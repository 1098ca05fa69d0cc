//! Run statistics and results

use crate::app::services::registration_stats::PeakTimeReport;
use std::path::PathBuf;

/// Counters for a single pipeline run
#[derive(Debug, Clone, Default, PartialEq)]
pub struct PipelineStats {
    /// Attendee records taken through the pipeline
    pub records_processed: usize,
    /// Letters handed to the sink successfully
    pub letters_written: usize,
    /// Records whose lookup fell back to the fixed message
    pub lookup_fallbacks: usize,
    /// Records whose registration time was absent or unparseable
    pub invalid_timestamps: usize,
    /// Letters that could not be rendered or written
    pub output_failures: usize,
    /// Messages for each output failure
    pub error_messages: Vec<String>,
}

impl PipelineStats {
    pub fn new() -> Self {
        Self::default()
    }

    /// Record a letter that could not be produced
    pub fn add_output_failure(&mut self, message: String) {
        self.output_failures += 1;
        self.error_messages.push(message);
    }

    /// Records counted in the registration statistics
    pub fn timestamps_counted(&self) -> usize {
        self.records_processed - self.invalid_timestamps
    }

    /// Percentage of records whose lookup succeeded
    pub fn lookup_success_rate(&self) -> f64 {
        if self.records_processed == 0 {
            100.0
        } else {
            ((self.records_processed - self.lookup_fallbacks) as f64
                / self.records_processed as f64)
                * 100.0
        }
    }

    pub fn summary(&self) -> String {
        format!(
            "Pipeline Summary: {} attendees | Letters: {} written, {} failed | \
             Lookups: {:.1}% answered ({} fallbacks) | Registration times: {} counted, {} invalid",
            self.records_processed,
            self.letters_written,
            self.output_failures,
            self.lookup_success_rate(),
            self.lookup_fallbacks,
            self.timestamps_counted(),
            self.invalid_timestamps
        )
    }
}

/// Result of a complete run
#[derive(Debug, Clone)]
pub struct PipelineOutcome {
    /// Peak hours and weekdays as written to the report
    pub report: PeakTimeReport,
    /// Where the sink put the report
    pub report_path: PathBuf,
    pub stats: PipelineStats,
}
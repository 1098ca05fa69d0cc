//! Data models for attendee processing
//!
//! This module contains the records flowing through the pipeline: the raw
//! attendee row as read from the CSV export, the legislator entries returned
//! by the directory, and the enriched record handed to the output sink.

use crate::Result;
use crate::constants::{INVALID_DATE_MARKER, LEGISLATOR_FALLBACK_MESSAGE};
use chrono::NaiveDateTime;
use serde::Deserialize;

// =============================================================================
// Attendee Input
// =============================================================================

/// One row of the attendee export, exactly as read
///
/// Fields other than the identifier are optional because exports routinely
/// contain short rows and blank cells; normalisation decides what a missing
/// value turns into.
#[derive(Debug, Clone, PartialEq, Default)]
pub struct AttendeeRecord {
    /// Opaque identifier, kept as text whether the source wrote a number or not
    pub id: String,

    /// First name as typed by the attendee
    pub first_name: Option<String>,

    /// Raw postal code, possibly short, long or absent
    pub zipcode: Option<String>,

    /// Raw registration timestamp in `month/day/yy hour:minute` form
    pub registration_datetime: Option<String>,

    /// Raw home phone number with arbitrary separators
    pub home_phone: Option<String>,
}

impl AttendeeRecord {
    /// Create a record with only an identifier
    pub fn new(id: impl Into<String>) -> Self {
        Self {
            id: id.into(),
            ..Self::default()
        }
    }

    /// Builder pattern: set the first name
    pub fn with_first_name(mut self, first_name: impl Into<String>) -> Self {
        self.first_name = Some(first_name.into());
        self
    }

    /// Builder pattern: set the raw postal code
    pub fn with_zipcode(mut self, zipcode: impl Into<String>) -> Self {
        self.zipcode = Some(zipcode.into());
        self
    }

    /// Builder pattern: set the raw registration timestamp
    pub fn with_registration_datetime(mut self, raw: impl Into<String>) -> Self {
        self.registration_datetime = Some(raw.into());
        self
    }

    /// Builder pattern: set the raw home phone
    pub fn with_home_phone(mut self, phone: impl Into<String>) -> Self {
        self.home_phone = Some(phone.into());
        self
    }
}

// =============================================================================
// Legislator Directory Results
// =============================================================================

/// An official returned by the legislator directory
#[derive(Debug, Clone, PartialEq, Eq, Deserialize)]
pub struct Legislator {
    pub name: String,
}

impl Legislator {
    pub fn new(name: impl Into<String>) -> Self {
        Self { name: name.into() }
    }
}

/// Result of looking up an attendee's legislators
///
/// Failures are not errors: they carry the human readable fallback message
/// that ends up in the letter instead of the names.
#[derive(Debug, Clone, PartialEq, Eq)]
pub enum LookupOutcome {
    /// The directory answered with these officials
    Found(Vec<Legislator>),
    /// The directory could not be used; holds the fallback message
    Unavailable(String),
}

impl LookupOutcome {
    /// Collapse a collaborator result, substituting the fallback on any error
    pub fn from_result(result: Result<Vec<Legislator>>) -> Self {
        match result {
            Ok(legislators) => Self::Found(legislators),
            Err(_) => Self::fallback(),
        }
    }

    /// The fixed fallback outcome
    pub fn fallback() -> Self {
        Self::Unavailable(LEGISLATOR_FALLBACK_MESSAGE.to_string())
    }

    /// True when the fallback message was substituted
    pub fn is_fallback(&self) -> bool {
        matches!(self, Self::Unavailable(_))
    }

    /// Text placed in the letter: comma separated names, or the fallback
    pub fn display_text(&self) -> String {
        match self {
            Self::Found(legislators) => legislators
                .iter()
                .map(|l| l.name.as_str())
                .collect::<Vec<_>>()
                .join(", "),
            Self::Unavailable(message) => message.clone(),
        }
    }
}

// =============================================================================
// Enriched Output
// =============================================================================

/// An attendee after normalisation, enrichment and rendering
#[derive(Debug, Clone, PartialEq)]
pub struct EnrichedRecord {
    /// Identifier copied from the input row
    pub id: String,

    /// Capitalised first name
    pub name: String,

    /// Normalised 5 character postal code
    pub zipcode: String,

    /// Normalised phone digits or the bad number marker
    pub phone: String,

    /// Parsed registration time; `None` when the raw value was missing or
    /// unparseable
    pub registered_at: Option<NaiveDateTime>,

    /// Legislators or fallback message
    pub legislators: LookupOutcome,

    /// Rendered letter, empty until the renderer has run
    pub document: String,
}

impl EnrichedRecord {
    /// Builder pattern: attach the rendered letter
    pub fn with_document(mut self, document: String) -> Self {
        self.document = document;
        self
    }

    /// Registration time as shown in a letter, or the invalid date marker
    pub fn registration_display(&self) -> String {
        self.registered_at
            .map(|time| time.format("%B %-d, %Y at %H:%M").to_string())
            .unwrap_or_else(|| INVALID_DATE_MARKER.to_string())
    }
}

★ ★ ★

| Assigned task |
Please state how many lines hold the string "absent" in the listing above, giving the figure alone.

| Answer for the task |
2